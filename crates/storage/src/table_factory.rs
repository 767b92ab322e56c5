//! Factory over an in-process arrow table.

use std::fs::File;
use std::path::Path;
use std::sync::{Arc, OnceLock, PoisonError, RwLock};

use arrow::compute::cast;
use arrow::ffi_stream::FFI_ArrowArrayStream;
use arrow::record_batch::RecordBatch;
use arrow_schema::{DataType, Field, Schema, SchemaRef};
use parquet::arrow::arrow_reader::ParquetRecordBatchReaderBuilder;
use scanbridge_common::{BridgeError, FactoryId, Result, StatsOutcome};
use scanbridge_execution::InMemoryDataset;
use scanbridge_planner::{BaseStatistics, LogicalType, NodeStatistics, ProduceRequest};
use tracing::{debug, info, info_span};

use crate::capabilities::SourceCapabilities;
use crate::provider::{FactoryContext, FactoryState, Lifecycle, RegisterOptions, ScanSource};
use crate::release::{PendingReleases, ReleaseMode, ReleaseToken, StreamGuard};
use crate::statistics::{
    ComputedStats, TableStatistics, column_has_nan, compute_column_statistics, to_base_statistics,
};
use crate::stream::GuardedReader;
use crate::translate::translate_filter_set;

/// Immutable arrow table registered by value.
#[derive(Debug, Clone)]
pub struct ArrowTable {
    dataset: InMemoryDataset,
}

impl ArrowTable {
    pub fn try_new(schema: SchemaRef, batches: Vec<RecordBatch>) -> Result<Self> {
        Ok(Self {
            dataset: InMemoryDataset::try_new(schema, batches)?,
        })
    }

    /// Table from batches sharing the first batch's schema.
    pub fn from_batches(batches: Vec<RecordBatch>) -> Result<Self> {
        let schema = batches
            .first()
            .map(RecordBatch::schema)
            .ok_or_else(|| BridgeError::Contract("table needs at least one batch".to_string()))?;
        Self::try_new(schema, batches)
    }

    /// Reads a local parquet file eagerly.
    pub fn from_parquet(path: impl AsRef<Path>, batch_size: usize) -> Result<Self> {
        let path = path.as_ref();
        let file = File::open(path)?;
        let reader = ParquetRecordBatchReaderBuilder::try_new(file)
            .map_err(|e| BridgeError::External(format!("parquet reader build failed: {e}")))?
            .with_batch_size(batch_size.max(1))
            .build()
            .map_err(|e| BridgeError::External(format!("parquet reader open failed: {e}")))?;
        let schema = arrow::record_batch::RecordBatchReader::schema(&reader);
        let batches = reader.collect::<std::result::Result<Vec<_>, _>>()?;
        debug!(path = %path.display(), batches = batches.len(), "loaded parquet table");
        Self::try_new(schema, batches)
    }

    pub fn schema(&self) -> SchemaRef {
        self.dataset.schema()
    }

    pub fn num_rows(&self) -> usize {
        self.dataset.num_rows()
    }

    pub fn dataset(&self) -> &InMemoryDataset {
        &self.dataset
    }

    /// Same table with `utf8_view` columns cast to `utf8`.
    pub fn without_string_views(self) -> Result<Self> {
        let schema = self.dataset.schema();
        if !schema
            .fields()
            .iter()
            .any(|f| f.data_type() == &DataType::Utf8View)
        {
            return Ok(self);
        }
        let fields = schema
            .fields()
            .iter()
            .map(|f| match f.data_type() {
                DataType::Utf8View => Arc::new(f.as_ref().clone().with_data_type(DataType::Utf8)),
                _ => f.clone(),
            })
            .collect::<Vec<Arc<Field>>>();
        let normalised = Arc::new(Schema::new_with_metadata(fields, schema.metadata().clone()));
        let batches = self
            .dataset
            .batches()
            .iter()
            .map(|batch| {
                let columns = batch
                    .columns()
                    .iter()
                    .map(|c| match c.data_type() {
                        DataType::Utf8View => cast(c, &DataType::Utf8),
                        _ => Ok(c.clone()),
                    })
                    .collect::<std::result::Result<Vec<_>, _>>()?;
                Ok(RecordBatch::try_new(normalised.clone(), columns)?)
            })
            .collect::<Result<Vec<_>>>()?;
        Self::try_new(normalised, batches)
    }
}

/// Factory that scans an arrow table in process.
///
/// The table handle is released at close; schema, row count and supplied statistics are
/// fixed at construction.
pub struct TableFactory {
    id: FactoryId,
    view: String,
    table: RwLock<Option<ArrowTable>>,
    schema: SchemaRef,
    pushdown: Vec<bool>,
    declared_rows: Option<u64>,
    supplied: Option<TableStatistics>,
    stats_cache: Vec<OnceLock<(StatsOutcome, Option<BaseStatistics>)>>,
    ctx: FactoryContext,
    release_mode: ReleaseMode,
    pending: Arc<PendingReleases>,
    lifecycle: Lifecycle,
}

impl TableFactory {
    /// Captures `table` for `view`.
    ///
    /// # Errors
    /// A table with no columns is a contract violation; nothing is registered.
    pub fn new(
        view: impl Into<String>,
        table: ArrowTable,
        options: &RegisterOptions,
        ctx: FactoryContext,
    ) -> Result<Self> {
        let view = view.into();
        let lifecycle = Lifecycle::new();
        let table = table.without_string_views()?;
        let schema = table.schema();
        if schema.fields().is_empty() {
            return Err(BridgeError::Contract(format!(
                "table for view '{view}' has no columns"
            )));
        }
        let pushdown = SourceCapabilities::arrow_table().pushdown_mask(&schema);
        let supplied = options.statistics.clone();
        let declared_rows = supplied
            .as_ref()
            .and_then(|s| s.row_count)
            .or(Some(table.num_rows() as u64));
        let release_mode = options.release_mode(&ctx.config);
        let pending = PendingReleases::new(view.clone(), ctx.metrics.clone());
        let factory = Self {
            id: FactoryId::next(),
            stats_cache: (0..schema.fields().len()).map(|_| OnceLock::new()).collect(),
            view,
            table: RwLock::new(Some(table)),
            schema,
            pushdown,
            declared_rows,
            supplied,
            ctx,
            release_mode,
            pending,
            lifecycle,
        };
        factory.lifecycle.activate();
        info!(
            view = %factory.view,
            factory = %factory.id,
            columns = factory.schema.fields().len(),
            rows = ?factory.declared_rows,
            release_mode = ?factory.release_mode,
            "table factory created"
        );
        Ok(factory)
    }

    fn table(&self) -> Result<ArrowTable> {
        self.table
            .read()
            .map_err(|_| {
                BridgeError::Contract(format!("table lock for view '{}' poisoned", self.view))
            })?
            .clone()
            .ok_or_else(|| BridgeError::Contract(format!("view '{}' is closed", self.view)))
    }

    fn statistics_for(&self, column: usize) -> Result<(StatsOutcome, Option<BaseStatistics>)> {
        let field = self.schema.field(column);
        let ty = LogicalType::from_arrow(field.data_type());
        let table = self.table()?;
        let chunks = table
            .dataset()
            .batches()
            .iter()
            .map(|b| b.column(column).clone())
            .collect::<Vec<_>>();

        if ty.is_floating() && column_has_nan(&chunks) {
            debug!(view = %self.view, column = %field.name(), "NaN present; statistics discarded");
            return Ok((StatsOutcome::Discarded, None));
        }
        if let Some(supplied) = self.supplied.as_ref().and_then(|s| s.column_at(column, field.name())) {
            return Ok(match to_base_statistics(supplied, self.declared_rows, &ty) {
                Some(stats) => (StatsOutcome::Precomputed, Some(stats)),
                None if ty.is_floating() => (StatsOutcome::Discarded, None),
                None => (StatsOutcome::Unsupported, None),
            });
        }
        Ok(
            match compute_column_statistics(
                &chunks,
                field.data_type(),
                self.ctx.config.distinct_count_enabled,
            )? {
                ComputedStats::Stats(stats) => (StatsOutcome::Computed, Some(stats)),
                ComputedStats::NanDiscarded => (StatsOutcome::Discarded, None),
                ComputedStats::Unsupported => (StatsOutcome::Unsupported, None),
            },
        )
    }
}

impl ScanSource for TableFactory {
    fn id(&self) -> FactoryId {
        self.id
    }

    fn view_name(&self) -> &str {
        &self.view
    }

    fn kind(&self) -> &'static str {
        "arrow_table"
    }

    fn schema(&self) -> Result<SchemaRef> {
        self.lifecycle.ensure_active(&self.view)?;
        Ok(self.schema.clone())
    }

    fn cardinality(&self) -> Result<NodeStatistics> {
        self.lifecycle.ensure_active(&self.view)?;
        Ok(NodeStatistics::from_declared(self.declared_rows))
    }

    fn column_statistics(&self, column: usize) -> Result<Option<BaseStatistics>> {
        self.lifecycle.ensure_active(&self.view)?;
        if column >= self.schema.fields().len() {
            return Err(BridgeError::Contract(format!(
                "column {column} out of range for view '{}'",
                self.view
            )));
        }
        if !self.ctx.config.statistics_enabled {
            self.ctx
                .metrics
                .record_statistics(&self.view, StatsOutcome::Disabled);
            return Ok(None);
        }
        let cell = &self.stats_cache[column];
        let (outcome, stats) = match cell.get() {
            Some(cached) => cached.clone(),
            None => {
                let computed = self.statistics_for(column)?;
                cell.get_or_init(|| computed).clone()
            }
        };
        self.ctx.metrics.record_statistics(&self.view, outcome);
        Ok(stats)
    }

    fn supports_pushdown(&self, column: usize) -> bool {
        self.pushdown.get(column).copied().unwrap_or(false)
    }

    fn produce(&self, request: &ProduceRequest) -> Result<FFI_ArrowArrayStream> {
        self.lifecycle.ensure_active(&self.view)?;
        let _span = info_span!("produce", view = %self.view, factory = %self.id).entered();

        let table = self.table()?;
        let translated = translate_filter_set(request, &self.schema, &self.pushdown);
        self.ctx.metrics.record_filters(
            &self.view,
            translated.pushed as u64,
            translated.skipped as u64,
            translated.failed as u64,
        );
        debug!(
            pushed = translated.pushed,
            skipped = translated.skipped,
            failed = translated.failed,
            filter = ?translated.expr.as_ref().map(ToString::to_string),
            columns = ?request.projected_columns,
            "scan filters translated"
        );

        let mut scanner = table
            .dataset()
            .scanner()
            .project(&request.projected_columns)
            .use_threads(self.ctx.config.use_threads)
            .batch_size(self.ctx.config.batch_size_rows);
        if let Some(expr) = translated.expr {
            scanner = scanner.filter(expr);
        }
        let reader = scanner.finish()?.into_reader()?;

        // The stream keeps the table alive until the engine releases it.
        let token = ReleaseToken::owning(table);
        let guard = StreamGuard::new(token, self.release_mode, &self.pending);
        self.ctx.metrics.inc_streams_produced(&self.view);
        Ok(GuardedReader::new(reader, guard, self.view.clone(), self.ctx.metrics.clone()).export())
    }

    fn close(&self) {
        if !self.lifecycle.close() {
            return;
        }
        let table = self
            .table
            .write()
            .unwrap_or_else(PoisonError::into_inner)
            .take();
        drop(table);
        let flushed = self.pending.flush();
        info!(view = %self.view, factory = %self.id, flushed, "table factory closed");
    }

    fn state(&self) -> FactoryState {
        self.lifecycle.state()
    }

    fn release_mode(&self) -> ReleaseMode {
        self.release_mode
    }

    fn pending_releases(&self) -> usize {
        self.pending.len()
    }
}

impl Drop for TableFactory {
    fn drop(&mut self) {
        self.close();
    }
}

______

__About this task__
Filter the data above by the word "return" and copy every line that matches.

__Result of this task__
            return Ok(self);
            return Err(BridgeError::Contract(format!(
            return Ok((StatsOutcome::Discarded, None));
            return Ok(match to_base_statistics(supplied, self.declared_rows, &ty) {
            return Err(BridgeError::Contract(format!(
            return Ok(None);
            return;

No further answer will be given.